**** Material supplied

// server/src/routes/provider.rs
use std::sync::Arc;

use axum::extract::{Query, State};
use axum::Json;
use serde::Deserialize;
use serde_json::{json, Value};
use uuid::Uuid;

use models::errors::ValidationError;
use models::package::{NewPackage, PackageUpdate};
use models::provider::{NewProvider, PaymentSettings};
use services::VoucherLocator;

use crate::error::ApiResult;
use crate::routes::patient::Credentials;
use crate::state::AppState;

#[derive(Debug, Deserialize)]
#[serde(rename_all = "camelCase")]
pub struct ProviderIdQuery {
    pub provider_id: Uuid,
}

pub async fn register(
    State(state): State<Arc<AppState>>,
    Json(body): Json<NewProvider>,
) -> ApiResult<Json<Value>> {
    let provider = state.providers.register(body).await?;
    Ok(Json(json!({
        "providerId": provider.id,
        "mhpNumber": provider.mhp_number,
    })))
}

pub async fn login(
    State(state): State<Arc<AppState>>,
    Json(body): Json<Credentials>,
) -> ApiResult<Json<Value>> {
    let provider = state.providers.login(&body.email, &body.password).await?;
    Ok(Json(json!({ "providerId": provider.id })))
}

pub async fn profile(
    State(state): State<Arc<AppState>>,
    Query(query): Query<ProviderIdQuery>,
) -> ApiResult<Json<Value>> {
    let (provider, packages) = state.providers.profile(query.provider_id).await?;
    Ok(Json(json!({
        "provider": provider,
        "packages": packages,
    })))
}

pub async fn get_payment_settings(
    State(state): State<Arc<AppState>>,
    Query(query): Query<ProviderIdQuery>,
) -> ApiResult<Json<Value>> {
    let settings = state.providers.payment_settings(query.provider_id).await?;
    Ok(Json(json!({ "settings": settings })))
}

#[derive(Debug, Deserialize)]
#[serde(rename_all = "camelCase")]
pub struct PaymentSettingsBody {
    pub provider_id: Uuid,
    #[serde(flatten)]
    pub settings: PaymentSettings,
}

pub async fn set_payment_settings(
    State(state): State<Arc<AppState>>,
    Json(body): Json<PaymentSettingsBody>,
) -> ApiResult<Json<Value>> {
    let settings = state
        .providers
        .set_payment_settings(body.provider_id, body.settings)
        .await?;
    Ok(Json(json!({ "settings": settings })))
}

#[derive(Debug, Deserialize)]
#[serde(rename_all = "camelCase")]
pub struct CreatePackageBody {
    pub provider_id: Uuid,
    #[serde(flatten)]
    pub package: NewPackage,
}

pub async fn create_package(
    State(state): State<Arc<AppState>>,
    Json(body): Json<CreatePackageBody>,
) -> ApiResult<Json<Value>> {
    let package = state
        .providers
        .create_package(body.provider_id, body.package)
        .await?;
    Ok(Json(serde_json::to_value(package).map_err(models::MarketError::from)?))
}

#[derive(Debug, Deserialize)]
#[serde(rename_all = "camelCase")]
pub struct UpdatePackageBody {
    pub provider_id: Uuid,
    pub package_id: Uuid,
    #[serde(flatten)]
    pub update: PackageUpdate,
}

pub async fn update_package(
    State(state): State<Arc<AppState>>,
    Json(body): Json<UpdatePackageBody>,
) -> ApiResult<Json<Value>> {
    let package = state
        .providers
        .update_package(body.provider_id, body.package_id, body.update)
        .await?;
    Ok(Json(serde_json::to_value(package).map_err(models::MarketError::from)?))
}

/// Redemption console. Exactly one locator channel is used per request:
/// scanned QR contents, the patient's MH number, or a manual serial search.
#[derive(Debug, Deserialize)]
#[serde(rename_all = "camelCase")]
pub struct RedeemBody {
    pub qr_payload: Option<String>,
    pub mh_number: Option<String>,
    pub search: Option<String>,
    pub staff_name: String,
}

pub async fn redeem(
    State(state): State<Arc<AppState>>,
    Json(body): Json<RedeemBody>,
) -> ApiResult<Json<Value>> {
    let locator = if let Some(raw) = body.qr_payload {
        VoucherLocator::QrPayload(raw)
    } else if let Some(mh) = body.mh_number {
        VoucherLocator::MhNumber(mh)
    } else if let Some(query) = body.search {
        VoucherLocator::Search(query)
    } else {
        return Err(models::MarketError::from(ValidationError::missing(
            "qrPayload, mhNumber or search",
        ))
        .into());
    };

    let voucher = state.vouchers.redeem(locator, &body.staff_name).await?;
    Ok(Json(serde_json::to_value(voucher).map_err(models::MarketError::from)?))
}
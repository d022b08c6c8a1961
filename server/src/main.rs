// server/src/main.rs

// Entry point for the marketplace HTTP server: loads configuration, wires
// the store, gateways and services together, and serves until a signal.

use anyhow::Result;
use log::info;
use tokio::signal::unix::{signal, SignalKind};

use medimarket_server::routes::build_router;
use medimarket_server::{AppState, ServerConfig};

async fn shutdown_signal() {
    let mut sigterm = signal(SignalKind::terminate()).expect("Failed to set up SIGTERM handler");
    let mut sigint = signal(SignalKind::interrupt()).expect("Failed to set up SIGINT handler");

    tokio::select! {
        _ = sigterm.recv() => {
            info!("Received SIGTERM, shutting down gracefully...");
        }
        _ = sigint.recv() => {
            info!("Received SIGINT, shutting down gracefully...");
        }
    }
}

#[tokio::main]
async fn main() -> Result<()> {
    env_logger::init();

    let config = ServerConfig::load()?;
    let state = AppState::build(&config);
    let app = build_router(state);

    let listener = tokio::net::TcpListener::bind(&config.listen_addr).await?;
    info!("marketplace listening on {}", config.listen_addr);

    axum::serve(listener, app.into_make_service())
        .with_graceful_shutdown(shutdown_signal())
        .await?;

    Ok(())
}
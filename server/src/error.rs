// server/src/error.rs
use axum::http::StatusCode;
use axum::response::{IntoResponse, Response};
use axum::Json;
use log::error;
use serde_json::json;

use models::errors::MarketError;

/// Boundary wrapper turning a `MarketError` into the uniform JSON failure
/// body `{"error": "..."}` with an HTTP status.
#[derive(Debug)]
pub struct ApiError(pub MarketError);

impl From<MarketError> for ApiError {
    fn from(err: MarketError) -> Self {
        ApiError(err)
    }
}

impl IntoResponse for ApiError {
    fn into_response(self) -> Response {
        let status = match &self.0 {
            MarketError::NotFound(_) => StatusCode::NOT_FOUND,
            MarketError::InvalidCredentials => StatusCode::UNAUTHORIZED,
            MarketError::Validation(_)
            | MarketError::EmailTaken(_)
            | MarketError::InvalidCode(_)
            | MarketError::CodeAlreadyUsed(_)
            | MarketError::PaymentNotVerified(_)
            | MarketError::NotRedeemable { .. }
            | MarketError::ProviderRevoked(_)
            | MarketError::SubscriptionInactive(_)
            | MarketError::AlreadyExists(_) => StatusCode::BAD_REQUEST,
            MarketError::PaymentInitializationFailed(_)
            | MarketError::StorageError(_)
            | MarketError::SerializationError(_)
            | MarketError::ConfigurationError(_)
            | MarketError::InternalError(_) => StatusCode::INTERNAL_SERVER_ERROR,
        };
        if status == StatusCode::INTERNAL_SERVER_ERROR {
            error!("request failed: {}", self.0);
        }
        (status, Json(json!({ "error": self.0.to_string() }))).into_response()
    }
}

pub type ApiResult<T> = Result<T, ApiError>;

#[cfg(test)]
mod tests {
    use super::*;

    #[test]
    fn should_map_not_found_to_404() {
        let response = ApiError(MarketError::NotFound("patient x".into())).into_response();
        assert_eq!(response.status(), StatusCode::NOT_FOUND);
    }

    #[test]
    fn should_map_credentials_to_401() {
        let response = ApiError(MarketError::InvalidCredentials).into_response();
        assert_eq!(response.status(), StatusCode::UNAUTHORIZED);
    }

    #[test]
    fn should_map_gateway_failure_to_500() {
        let response =
            ApiError(MarketError::PaymentInitializationFailed("down".into())).into_response();
        assert_eq!(response.status(), StatusCode::INTERNAL_SERVER_ERROR);
    }
}
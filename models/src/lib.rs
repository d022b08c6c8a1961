// models/src/lib.rs

// Declare all top-level modules within the 'models' crate
pub mod errors;
pub mod identifiers;
pub mod package;
pub mod patient;
pub mod payment;
pub mod provider;
pub mod purchase;

// Re-export the common core types for convenience when other crates use 'models::*'
pub use errors::{MarketError, MarketResult, ValidationError};
pub use identifiers::{GfpCode, MhNumber, MhpNumber, SerialNumber, SerialOrigin};
pub use package::{HealthcarePackage, NewPackage, PackageUpdate};
pub use patient::{
    NewPatient, Patient, Subscription, SubscriptionPlanType, SubscriptionStatus, SubscriptionType,
};
pub use payment::{GatewayKind, PaymentStatus, PaymentTransaction};
pub use provider::{HealthcareProvider, NewProvider, PaymentSettings};
pub use purchase::{PackagePurchase, PurchaseSummary, QrPayload, RedemptionStatus};
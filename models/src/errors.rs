// models/src/errors.rs
use std::io;

use serde::{Deserialize, Serialize};
pub use thiserror::Error;
use uuid::Error as UuidError;

use crate::identifiers::SerialNumber;
use crate::purchase::RedemptionStatus;

#[derive(Debug, Serialize, Deserialize, Error, Clone, PartialEq)]
pub enum MarketError {
    #[error("{0} not found")]
    NotFound(String),
    #[error("Validation error: {0}")]
    Validation(ValidationError),
    #[error("an account with email {0} already exists")]
    EmailTaken(String),
    #[error("invalid email or password")]
    InvalidCredentials,
    #[error("code {0} is not a recognised programme code")]
    InvalidCode(String),
    #[error("code {0} is already bound to another patient")]
    CodeAlreadyUsed(String),
    #[error("payment {0} has not been verified")]
    PaymentNotVerified(String),
    #[error("payment initialization failed: {0}")]
    PaymentInitializationFailed(String),
    #[error("voucher {serial} is {status} and cannot be redeemed")]
    NotRedeemable {
        serial: SerialNumber,
        status: RedemptionStatus,
    },
    #[error("provider {0} has been revoked")]
    ProviderRevoked(String),
    #[error("subscription is not active for patient {0}")]
    SubscriptionInactive(String),
    #[error("entity already exists: {0}")]
    AlreadyExists(String),
    #[error("Storage error: {0}")]
    StorageError(String),
    #[error("Serialization error: {0}")]
    SerializationError(String),
    #[error("Configuration error: {0}")]
    ConfigurationError(String),
    #[error("An internal error occurred: {0}")]
    InternalError(String),
}

impl From<&str> for MarketError {
    fn from(error: &str) -> Self {
        MarketError::InternalError(error.to_string())
    }
}

impl From<serde_json::Error> for MarketError {
    fn from(err: serde_json::Error) -> Self {
        MarketError::SerializationError(format!("JSON serialization error: {}", err))
    }
}

impl From<io::Error> for MarketError {
    fn from(err: io::Error) -> Self {
        MarketError::StorageError(format!("IO error: {}", err))
    }
}

impl From<UuidError> for MarketError {
    fn from(err: UuidError) -> Self {
        MarketError::InternalError(format!("UUID error: {}", err))
    }
}

impl From<ValidationError> for MarketError {
    fn from(err: ValidationError) -> Self {
        MarketError::Validation(err)
    }
}

#[derive(Debug, Serialize, Deserialize, Error, PartialEq, Clone)]
pub enum ValidationError {
    #[error("required field {0} is missing")]
    MissingField(String),
    #[error("{0} is not a valid email address")]
    InvalidEmail(String),
    #[error("identifier '{0}' is invalid")]
    InvalidIdentifier(String),
    #[error("invalid date format: {0}")]
    InvalidDateFormat(String),
    #[error("unknown payment gateway: {0}")]
    UnknownGateway(String),
    #[error("staff name is required to redeem a voucher")]
    MissingStaffName,
    #[error("package is not free")]
    PackageNotFree,
    #[error("invalid value for {0}")]
    InvalidValue(String),
}

impl ValidationError {
    /// Shorthand used by the services when a request body omits a field.
    pub fn missing(field: &str) -> Self {
        ValidationError::MissingField(field.to_string())
    }
}

/// A type alias for a `Result` that returns a `MarketError` on failure.
pub type MarketResult<T> = Result<T, MarketError>;

/// A type alias for a `Result` that returns a `ValidationError` on failure.
pub type ValidationResult<T> = Result<T, ValidationError>;
// models/src/identifiers.rs
use std::fmt;
use std::ops::Deref;
use std::str::FromStr;

use chrono::{Datelike, Utc};
use serde::{Deserialize, Serialize};
use uuid::Uuid;

use crate::errors::{ValidationError, ValidationResult};

/// Folds UUID v4 entropy into a fixed-width decimal fragment.
fn random_digits(width: u32) -> String {
    let n = Uuid::new_v4().as_u128() % 10u128.pow(width);
    format!("{:0>width$}", n, width = width as usize)
}

/// Patient-facing health identifier, format `MH` + 10 ASCII digits.
#[derive(Clone, Debug, PartialEq, Eq, Hash, Serialize, Deserialize)]
#[serde(transparent)]
pub struct MhNumber(String);

impl MhNumber {
    pub fn new(value: String) -> ValidationResult<Self> {
        if Self::is_valid(&value) {
            Ok(MhNumber(value))
        } else {
            Err(ValidationError::InvalidIdentifier(value))
        }
    }

    pub fn generate() -> Self {
        MhNumber(format!("MH{}", random_digits(10)))
    }

    fn is_valid(value: &str) -> bool {
        value.len() == 12
            && value.starts_with("MH")
            && value[2..].bytes().all(|b| b.is_ascii_digit())
    }

    pub fn as_str(&self) -> &str {
        &self.0
    }
}

impl FromStr for MhNumber {
    type Err = ValidationError;

    fn from_str(s: &str) -> Result<Self, Self::Err> {
        MhNumber::new(s.to_string())
    }
}

impl fmt::Display for MhNumber {
    fn fmt(&self, f: &mut fmt::Formatter<'_>) -> fmt::Result {
        write!(f, "{}", self.0)
    }
}

/// Provider-facing unique identifier, format `MHP` + 10 ASCII digits.
#[derive(Clone, Debug, PartialEq, Eq, Hash, Serialize, Deserialize)]
#[serde(transparent)]
pub struct MhpNumber(String);

impl MhpNumber {
    pub fn new(value: String) -> ValidationResult<Self> {
        if Self::is_valid(&value) {
            Ok(MhpNumber(value))
        } else {
            Err(ValidationError::InvalidIdentifier(value))
        }
    }

    pub fn generate() -> Self {
        MhpNumber(format!("MHP{}", random_digits(10)))
    }

    fn is_valid(value: &str) -> bool {
        value.len() == 13
            && value.starts_with("MHP")
            && value[3..].bytes().all(|b| b.is_ascii_digit())
    }

    pub fn as_str(&self) -> &str {
        &self.0
    }
}

impl FromStr for MhpNumber {
    type Err = ValidationError;

    fn from_str(s: &str) -> Result<Self, Self::Err> {
        MhpNumber::new(s.to_string())
    }
}

impl fmt::Display for MhpNumber {
    fn fmt(&self, f: &mut fmt::Formatter<'_>) -> fmt::Result {
        write!(f, "{}", self.0)
    }
}

/// Government Free Programme code. Stored normalized: trimmed, upper-cased.
#[derive(Clone, Debug, PartialEq, Eq, Hash, Serialize, Deserialize)]
#[serde(transparent)]
pub struct GfpCode(String);

impl GfpCode {
    /// Normalizes raw user input. Empty input is rejected before the
    /// allow-list is ever consulted.
    pub fn normalize(raw: &str) -> ValidationResult<Self> {
        let code = raw.trim().to_uppercase();
        if code.is_empty() {
            return Err(ValidationError::missing("gfpCode"));
        }
        Ok(GfpCode(code))
    }

    pub fn as_str(&self) -> &str {
        &self.0
    }
}

impl fmt::Display for GfpCode {
    fn fmt(&self, f: &mut fmt::Formatter<'_>) -> fmt::Result {
        write!(f, "{}", self.0)
    }
}

impl Deref for GfpCode {
    type Target = str;

    fn deref(&self) -> &Self::Target {
        &self.0
    }
}

/// The path a voucher was created through. Determines the serial prefix.
#[derive(Clone, Copy, Debug, PartialEq, Eq, Serialize, Deserialize)]
pub enum SerialOrigin {
    Direct,
    Flutterwave,
    Paystack,
    Free,
}

impl SerialOrigin {
    pub fn prefix(&self) -> &'static str {
        match self {
            SerialOrigin::Direct => "PKG",
            SerialOrigin::Flutterwave => "FLW",
            SerialOrigin::Paystack => "PSK",
            SerialOrigin::Free => "FREE",
        }
    }
}

/// Human-readable voucher serial, format `{PREFIX}-{YEAR}-{8 uppercase hex}`.
#[derive(Clone, Debug, PartialEq, Eq, Hash, Serialize, Deserialize)]
#[serde(transparent)]
pub struct SerialNumber(String);

impl SerialNumber {
    pub fn new(value: String) -> ValidationResult<Self> {
        if Self::is_valid(&value) {
            Ok(SerialNumber(value))
        } else {
            Err(ValidationError::InvalidIdentifier(value))
        }
    }

    /// Generates a fresh serial for the given origin. The random fragment is
    /// the first 8 hex characters of a UUID v4, upper-cased. Uniqueness is
    /// enforced at insert time, not here.
    pub fn generate(origin: SerialOrigin) -> Self {
        let year = Utc::now().year();
        let fragment: String = Uuid::new_v4()
            .simple()
            .to_string()
            .chars()
            .take(8)
            .collect::<String>()
            .to_uppercase();
        SerialNumber(format!("{}-{}-{}", origin.prefix(), year, fragment))
    }

    fn is_valid(value: &str) -> bool {
        let mut parts = value.splitn(3, '-');
        let prefix_ok = matches!(parts.next(), Some("PKG" | "FLW" | "PSK" | "FREE"));
        let year_ok = parts
            .next()
            .map(|y| y.len() == 4 && y.bytes().all(|b| b.is_ascii_digit()))
            .unwrap_or(false);
        let fragment_ok = parts
            .next()
            .map(|f| !f.is_empty() && f.bytes().all(|b| b.is_ascii_alphanumeric()))
            .unwrap_or(false);
        prefix_ok && year_ok && fragment_ok
    }

    pub fn as_str(&self) -> &str {
        &self.0
    }
}

impl FromStr for SerialNumber {
    type Err = ValidationError;

    fn from_str(s: &str) -> Result<Self, Self::Err> {
        SerialNumber::new(s.to_string())
    }
}

impl fmt::Display for SerialNumber {
    fn fmt(&self, f: &mut fmt::Formatter<'_>) -> fmt::Result {
        write!(f, "{}", self.0)
    }
}

#[cfg(test)]
mod tests {
    use super::{GfpCode, MhNumber, MhpNumber, SerialNumber, SerialOrigin};
    use core::str::FromStr;

    #[test]
    fn should_generate_valid_mh_number() {
        let mh = MhNumber::generate();
        assert!(mh.as_str().starts_with("MH"));
        assert_eq!(mh.as_str().len(), 12);
        assert!(mh.as_str()[2..].bytes().all(|b| b.is_ascii_digit()));
    }

    #[test]
    fn should_generate_valid_mhp_number() {
        let mhp = MhpNumber::generate();
        assert!(mhp.as_str().starts_with("MHP"));
        assert_eq!(mhp.as_str().len(), 13);
        assert!(mhp.as_str()[3..].bytes().all(|b| b.is_ascii_digit()));
    }

    #[test]
    fn should_reject_malformed_mhp_number() {
        assert!(MhpNumber::from_str("MHP12345").is_err());
        assert!(MhpNumber::from_str("MHX0123456789").is_err());
        assert!(MhpNumber::from_str("MHP01234a6789").is_err());
    }

    #[test]
    fn should_accept_wellformed_mhp_number() {
        let parsed = MhpNumber::from_str("MHP0123456789");
        assert!(parsed.is_ok());
        assert_eq!(parsed.unwrap().as_str(), "MHP0123456789");
    }

    #[test]
    fn should_normalize_gfp_code() {
        let code = GfpCode::normalize("  gfp2024a \n").unwrap();
        assert_eq!(code.as_str(), "GFP2024A");
    }

    #[test]
    fn should_reject_empty_gfp_code() {
        assert!(GfpCode::normalize("   ").is_err());
    }

    #[test]
    fn should_generate_serial_with_origin_prefix() {
        let serial = SerialNumber::generate(SerialOrigin::Free);
        assert!(serial.as_str().starts_with("FREE-"));
        let fragment = serial.as_str().rsplit('-').next().unwrap();
        assert_eq!(fragment.len(), 8);
        assert_eq!(fragment, fragment.to_uppercase());
    }

    #[test]
    fn should_round_trip_serial_from_str() {
        let serial = SerialNumber::generate(SerialOrigin::Direct);
        let parsed = SerialNumber::from_str(serial.as_str());
        assert_eq!(parsed.unwrap(), serial);
    }

    #[test]
    fn should_reject_unknown_serial_prefix() {
        assert!(SerialNumber::from_str("ABC-2024-DEADBEEF").is_err());
    }
}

********

_Task description_. Could you say how many lines in the data above contain "main"? Reply with the number alone.

_Output for this task_. 4